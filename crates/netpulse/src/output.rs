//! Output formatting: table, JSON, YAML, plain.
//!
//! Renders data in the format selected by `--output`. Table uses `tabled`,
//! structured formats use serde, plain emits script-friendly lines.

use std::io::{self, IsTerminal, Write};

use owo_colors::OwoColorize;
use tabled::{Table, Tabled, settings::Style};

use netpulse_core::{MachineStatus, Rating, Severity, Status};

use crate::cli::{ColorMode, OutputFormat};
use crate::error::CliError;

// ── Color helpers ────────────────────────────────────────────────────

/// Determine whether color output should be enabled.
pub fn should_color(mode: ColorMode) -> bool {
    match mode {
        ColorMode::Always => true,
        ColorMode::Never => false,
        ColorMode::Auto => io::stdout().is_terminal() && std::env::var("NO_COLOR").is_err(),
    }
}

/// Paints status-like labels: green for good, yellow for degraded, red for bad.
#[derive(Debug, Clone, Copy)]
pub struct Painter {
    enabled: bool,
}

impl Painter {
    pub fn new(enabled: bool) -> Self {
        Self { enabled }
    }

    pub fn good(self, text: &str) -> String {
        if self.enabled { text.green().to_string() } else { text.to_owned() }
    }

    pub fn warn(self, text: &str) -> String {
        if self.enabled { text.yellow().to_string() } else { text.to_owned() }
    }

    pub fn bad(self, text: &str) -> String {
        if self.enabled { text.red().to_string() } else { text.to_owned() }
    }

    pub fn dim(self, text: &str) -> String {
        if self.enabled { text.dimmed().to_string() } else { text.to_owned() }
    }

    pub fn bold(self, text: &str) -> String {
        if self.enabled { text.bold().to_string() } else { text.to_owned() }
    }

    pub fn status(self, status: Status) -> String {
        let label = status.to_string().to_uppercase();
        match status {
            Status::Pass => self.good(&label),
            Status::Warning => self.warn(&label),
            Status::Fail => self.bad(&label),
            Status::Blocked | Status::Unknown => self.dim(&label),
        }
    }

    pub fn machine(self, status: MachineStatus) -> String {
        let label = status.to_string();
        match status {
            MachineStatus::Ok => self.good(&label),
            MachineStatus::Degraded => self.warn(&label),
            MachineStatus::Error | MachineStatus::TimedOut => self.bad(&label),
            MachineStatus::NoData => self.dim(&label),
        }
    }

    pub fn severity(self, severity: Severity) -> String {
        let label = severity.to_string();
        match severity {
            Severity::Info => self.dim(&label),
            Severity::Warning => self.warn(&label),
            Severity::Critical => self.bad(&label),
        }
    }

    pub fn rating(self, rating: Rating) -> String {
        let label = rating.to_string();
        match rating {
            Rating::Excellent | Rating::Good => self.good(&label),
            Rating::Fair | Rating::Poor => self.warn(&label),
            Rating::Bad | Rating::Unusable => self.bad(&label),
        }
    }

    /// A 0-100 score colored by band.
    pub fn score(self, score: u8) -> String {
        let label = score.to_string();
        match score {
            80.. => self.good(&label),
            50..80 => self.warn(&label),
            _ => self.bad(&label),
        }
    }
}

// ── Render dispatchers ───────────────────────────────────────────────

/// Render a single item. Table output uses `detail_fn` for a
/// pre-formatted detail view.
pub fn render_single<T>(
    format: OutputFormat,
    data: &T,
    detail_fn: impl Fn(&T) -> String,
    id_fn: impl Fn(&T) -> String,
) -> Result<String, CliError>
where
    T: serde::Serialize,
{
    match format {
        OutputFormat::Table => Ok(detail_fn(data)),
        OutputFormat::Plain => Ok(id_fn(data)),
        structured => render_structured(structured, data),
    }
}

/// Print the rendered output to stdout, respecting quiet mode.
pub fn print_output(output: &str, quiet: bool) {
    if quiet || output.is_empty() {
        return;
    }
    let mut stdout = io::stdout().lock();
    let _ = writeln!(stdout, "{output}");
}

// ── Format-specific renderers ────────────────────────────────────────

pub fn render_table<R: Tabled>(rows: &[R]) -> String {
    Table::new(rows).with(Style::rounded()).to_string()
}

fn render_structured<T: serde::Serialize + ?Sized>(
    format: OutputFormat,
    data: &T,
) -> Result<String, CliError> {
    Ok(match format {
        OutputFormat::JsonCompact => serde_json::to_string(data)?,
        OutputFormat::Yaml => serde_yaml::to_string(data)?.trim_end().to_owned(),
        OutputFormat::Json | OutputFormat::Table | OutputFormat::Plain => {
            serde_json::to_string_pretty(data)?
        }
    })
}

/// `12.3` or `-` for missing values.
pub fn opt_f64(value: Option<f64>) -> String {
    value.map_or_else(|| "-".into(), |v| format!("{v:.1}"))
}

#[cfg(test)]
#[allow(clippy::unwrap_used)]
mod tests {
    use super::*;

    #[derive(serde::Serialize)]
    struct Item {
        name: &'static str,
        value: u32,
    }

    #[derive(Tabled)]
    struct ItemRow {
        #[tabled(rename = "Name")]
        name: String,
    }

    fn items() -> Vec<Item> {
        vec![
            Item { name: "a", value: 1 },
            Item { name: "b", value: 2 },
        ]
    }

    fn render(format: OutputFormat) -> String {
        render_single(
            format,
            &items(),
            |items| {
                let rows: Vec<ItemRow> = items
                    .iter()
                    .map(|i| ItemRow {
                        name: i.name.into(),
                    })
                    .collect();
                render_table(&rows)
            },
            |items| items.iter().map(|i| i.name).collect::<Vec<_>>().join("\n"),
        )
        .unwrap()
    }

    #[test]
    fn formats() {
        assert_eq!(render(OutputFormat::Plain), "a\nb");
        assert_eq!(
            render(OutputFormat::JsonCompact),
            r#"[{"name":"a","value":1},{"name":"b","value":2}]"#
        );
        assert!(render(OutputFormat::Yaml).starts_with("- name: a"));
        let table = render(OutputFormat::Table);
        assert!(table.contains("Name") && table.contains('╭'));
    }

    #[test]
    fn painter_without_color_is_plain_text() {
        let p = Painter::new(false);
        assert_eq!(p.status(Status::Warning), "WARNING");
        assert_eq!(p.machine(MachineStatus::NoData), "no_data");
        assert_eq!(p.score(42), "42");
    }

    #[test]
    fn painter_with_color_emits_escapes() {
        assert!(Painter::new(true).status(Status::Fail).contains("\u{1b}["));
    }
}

★ ★ ★ ★

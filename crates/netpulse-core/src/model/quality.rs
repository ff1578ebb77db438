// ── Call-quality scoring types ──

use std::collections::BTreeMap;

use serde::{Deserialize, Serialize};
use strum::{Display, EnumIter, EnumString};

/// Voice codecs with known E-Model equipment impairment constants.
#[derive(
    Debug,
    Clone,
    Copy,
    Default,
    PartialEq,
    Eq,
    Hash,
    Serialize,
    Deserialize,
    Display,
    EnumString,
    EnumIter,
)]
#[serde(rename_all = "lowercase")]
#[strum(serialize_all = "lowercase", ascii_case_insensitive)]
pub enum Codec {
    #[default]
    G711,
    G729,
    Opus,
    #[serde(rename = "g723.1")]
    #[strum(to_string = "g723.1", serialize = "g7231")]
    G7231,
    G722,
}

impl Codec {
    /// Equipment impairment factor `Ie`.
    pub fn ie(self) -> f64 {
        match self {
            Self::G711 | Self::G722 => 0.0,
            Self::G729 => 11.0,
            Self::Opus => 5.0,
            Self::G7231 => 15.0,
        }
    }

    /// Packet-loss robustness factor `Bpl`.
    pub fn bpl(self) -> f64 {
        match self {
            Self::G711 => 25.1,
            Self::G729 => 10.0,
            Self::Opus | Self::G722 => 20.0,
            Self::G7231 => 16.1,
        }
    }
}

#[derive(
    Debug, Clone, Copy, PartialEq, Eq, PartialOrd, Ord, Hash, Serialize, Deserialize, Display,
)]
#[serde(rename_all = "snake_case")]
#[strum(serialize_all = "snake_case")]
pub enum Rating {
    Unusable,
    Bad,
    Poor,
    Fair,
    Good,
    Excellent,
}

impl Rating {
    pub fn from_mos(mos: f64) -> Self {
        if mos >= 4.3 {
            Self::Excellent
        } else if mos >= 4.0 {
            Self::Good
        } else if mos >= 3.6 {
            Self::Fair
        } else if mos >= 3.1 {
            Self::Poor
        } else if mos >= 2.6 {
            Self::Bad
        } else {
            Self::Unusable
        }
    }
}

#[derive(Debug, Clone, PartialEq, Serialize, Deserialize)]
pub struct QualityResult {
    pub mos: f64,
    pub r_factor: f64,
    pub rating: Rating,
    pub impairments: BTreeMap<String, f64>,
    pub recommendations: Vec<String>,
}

★ ★ ★ ★

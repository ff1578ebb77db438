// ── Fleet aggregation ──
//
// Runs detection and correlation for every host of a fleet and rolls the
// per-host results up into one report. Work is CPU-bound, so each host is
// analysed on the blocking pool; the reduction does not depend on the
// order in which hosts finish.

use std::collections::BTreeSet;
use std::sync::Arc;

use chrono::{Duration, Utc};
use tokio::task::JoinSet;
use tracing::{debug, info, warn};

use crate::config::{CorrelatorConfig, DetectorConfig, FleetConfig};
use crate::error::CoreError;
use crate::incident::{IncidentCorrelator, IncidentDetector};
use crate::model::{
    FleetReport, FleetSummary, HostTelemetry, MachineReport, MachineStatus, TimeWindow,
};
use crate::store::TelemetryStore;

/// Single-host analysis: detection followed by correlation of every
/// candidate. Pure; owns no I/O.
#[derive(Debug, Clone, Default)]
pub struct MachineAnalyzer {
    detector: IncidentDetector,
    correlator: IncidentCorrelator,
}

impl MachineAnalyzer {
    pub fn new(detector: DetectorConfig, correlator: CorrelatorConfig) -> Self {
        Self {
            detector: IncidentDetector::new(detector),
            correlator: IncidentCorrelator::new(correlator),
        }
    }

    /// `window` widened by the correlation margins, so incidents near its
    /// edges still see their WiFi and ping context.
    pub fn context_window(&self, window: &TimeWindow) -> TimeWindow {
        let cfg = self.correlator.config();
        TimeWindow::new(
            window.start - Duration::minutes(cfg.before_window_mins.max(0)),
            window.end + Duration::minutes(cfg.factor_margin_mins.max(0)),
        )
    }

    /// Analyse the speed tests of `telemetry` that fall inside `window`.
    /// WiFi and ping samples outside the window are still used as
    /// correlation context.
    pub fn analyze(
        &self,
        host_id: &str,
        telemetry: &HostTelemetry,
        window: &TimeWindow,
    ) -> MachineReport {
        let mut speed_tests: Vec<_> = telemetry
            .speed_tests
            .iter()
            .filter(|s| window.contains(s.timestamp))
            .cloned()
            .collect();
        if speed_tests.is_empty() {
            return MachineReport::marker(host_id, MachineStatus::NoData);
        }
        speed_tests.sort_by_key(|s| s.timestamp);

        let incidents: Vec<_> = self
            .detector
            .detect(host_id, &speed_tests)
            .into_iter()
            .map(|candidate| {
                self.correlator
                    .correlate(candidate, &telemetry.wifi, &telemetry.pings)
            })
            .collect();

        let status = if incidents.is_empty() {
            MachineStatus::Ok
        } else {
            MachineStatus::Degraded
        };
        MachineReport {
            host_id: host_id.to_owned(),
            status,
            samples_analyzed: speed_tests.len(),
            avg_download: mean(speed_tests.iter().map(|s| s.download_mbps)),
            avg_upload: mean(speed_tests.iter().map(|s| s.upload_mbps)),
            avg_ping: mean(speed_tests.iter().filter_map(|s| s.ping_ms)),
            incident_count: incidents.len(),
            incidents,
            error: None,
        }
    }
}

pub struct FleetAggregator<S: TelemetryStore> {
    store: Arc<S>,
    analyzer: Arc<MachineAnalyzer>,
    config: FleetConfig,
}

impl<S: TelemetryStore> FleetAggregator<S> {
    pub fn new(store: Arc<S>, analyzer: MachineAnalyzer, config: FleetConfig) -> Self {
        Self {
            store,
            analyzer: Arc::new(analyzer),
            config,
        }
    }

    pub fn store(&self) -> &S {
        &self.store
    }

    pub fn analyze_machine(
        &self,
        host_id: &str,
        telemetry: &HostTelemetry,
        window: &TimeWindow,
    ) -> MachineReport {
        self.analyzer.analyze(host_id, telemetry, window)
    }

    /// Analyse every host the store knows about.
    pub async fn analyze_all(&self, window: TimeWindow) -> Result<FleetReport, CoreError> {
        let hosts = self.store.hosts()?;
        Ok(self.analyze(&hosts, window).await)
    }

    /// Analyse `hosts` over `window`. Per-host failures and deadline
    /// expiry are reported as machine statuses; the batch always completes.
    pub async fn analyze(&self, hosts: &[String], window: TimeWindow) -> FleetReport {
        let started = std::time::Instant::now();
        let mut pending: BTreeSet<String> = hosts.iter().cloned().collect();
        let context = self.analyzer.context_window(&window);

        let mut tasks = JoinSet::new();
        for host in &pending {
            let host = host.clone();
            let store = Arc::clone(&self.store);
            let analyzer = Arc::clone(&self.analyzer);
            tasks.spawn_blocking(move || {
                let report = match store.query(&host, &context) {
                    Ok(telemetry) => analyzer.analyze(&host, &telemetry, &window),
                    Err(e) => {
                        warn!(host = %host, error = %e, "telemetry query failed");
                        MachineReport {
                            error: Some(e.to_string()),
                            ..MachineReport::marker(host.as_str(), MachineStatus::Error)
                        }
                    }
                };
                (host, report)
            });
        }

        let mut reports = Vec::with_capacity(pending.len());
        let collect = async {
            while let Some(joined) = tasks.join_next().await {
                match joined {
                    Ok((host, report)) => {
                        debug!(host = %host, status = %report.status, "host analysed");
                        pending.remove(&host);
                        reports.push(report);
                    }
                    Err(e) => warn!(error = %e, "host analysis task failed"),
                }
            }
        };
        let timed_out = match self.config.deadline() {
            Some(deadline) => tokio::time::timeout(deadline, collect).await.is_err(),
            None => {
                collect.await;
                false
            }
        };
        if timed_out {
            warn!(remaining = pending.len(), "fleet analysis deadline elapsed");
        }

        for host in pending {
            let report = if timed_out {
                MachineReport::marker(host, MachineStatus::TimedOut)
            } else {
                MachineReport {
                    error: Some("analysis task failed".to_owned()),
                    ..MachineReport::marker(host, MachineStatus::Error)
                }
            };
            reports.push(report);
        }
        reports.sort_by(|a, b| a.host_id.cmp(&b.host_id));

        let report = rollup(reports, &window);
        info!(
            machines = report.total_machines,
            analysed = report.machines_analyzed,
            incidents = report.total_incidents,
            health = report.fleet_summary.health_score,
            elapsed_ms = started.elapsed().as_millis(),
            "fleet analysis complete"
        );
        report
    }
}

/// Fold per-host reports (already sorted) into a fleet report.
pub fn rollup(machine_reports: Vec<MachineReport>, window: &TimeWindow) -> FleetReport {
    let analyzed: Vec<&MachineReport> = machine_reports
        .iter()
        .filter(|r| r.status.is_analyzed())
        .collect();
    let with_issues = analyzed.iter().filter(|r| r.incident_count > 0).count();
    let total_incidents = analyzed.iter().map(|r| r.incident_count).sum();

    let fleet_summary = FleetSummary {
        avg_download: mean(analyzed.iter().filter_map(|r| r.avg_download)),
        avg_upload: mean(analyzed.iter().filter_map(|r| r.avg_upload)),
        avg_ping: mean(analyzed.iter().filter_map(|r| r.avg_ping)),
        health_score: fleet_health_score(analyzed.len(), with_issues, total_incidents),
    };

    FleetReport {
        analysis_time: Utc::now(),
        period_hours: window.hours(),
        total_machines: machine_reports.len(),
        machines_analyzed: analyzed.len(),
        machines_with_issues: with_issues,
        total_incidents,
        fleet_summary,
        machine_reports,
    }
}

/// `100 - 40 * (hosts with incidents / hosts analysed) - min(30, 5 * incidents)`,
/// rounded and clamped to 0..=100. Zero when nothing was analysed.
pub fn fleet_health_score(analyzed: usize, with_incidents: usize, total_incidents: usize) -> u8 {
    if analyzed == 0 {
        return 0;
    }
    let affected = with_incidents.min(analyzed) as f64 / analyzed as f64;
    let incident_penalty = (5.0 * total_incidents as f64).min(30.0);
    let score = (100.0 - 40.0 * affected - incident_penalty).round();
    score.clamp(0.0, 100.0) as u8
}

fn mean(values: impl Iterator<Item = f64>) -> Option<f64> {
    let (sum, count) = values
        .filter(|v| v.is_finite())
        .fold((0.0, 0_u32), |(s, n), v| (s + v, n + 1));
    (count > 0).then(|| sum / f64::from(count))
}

★ ★ ★ ★

- [WHAT TO WORK ON]: Reproduce every line in the records above that contains the word "BTreeSet".

- [OUTPUT FOR THIS EXERCISE]:
use std::collections::BTreeSet;
        let mut pending: BTreeSet<String> = hosts.iter().cloned().collect();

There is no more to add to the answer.